Lift out each line of the data that holds "index".
===== Data records
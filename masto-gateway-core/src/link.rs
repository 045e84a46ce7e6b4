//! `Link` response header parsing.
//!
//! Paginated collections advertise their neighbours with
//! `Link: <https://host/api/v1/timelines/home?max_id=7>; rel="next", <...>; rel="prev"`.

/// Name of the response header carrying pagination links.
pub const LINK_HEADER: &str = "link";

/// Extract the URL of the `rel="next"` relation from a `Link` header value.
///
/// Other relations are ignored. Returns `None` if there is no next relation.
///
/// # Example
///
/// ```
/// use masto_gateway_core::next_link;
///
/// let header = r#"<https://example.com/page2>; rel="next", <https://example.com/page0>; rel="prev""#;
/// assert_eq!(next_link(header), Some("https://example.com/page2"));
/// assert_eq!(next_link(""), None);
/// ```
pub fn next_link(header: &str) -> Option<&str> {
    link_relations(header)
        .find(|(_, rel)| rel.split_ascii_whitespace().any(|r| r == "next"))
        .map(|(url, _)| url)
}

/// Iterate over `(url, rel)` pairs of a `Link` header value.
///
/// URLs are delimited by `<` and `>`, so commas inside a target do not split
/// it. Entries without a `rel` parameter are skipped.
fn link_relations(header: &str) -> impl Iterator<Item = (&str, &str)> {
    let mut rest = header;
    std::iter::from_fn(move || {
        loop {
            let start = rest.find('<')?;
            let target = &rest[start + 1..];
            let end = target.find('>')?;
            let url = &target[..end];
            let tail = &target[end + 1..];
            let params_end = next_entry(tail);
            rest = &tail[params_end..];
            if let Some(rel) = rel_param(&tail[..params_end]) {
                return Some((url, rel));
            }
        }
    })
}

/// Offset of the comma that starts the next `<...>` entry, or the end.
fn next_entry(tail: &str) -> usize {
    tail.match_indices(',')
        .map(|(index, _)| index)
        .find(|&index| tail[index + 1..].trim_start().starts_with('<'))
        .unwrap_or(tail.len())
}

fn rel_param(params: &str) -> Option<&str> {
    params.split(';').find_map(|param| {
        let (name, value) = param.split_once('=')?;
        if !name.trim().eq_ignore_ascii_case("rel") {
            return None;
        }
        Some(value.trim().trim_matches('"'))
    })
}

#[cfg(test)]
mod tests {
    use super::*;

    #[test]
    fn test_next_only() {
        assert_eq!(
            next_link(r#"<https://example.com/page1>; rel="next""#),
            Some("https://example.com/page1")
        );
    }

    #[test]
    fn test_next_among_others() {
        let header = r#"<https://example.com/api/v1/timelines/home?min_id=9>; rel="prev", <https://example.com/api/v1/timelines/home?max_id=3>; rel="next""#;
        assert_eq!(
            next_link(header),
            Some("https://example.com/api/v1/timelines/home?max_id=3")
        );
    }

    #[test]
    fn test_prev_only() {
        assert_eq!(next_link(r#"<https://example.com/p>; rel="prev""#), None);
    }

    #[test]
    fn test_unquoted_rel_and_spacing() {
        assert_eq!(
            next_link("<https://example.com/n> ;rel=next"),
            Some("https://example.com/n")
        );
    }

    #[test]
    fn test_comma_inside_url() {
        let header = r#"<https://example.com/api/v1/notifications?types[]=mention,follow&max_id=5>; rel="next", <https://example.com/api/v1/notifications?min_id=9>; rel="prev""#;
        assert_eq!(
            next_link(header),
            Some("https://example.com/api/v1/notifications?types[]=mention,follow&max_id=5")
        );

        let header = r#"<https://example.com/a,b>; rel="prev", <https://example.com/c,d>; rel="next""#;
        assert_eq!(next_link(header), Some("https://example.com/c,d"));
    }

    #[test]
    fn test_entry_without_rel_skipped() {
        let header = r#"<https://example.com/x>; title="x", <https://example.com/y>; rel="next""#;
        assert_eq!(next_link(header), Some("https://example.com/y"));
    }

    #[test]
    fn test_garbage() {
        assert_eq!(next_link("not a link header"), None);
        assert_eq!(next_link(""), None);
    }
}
==========
■ **Result for this exercise**
        .map(|(index, _)| index)
        .find(|&index| tail[index + 1..].trim_start().starts_with('<'))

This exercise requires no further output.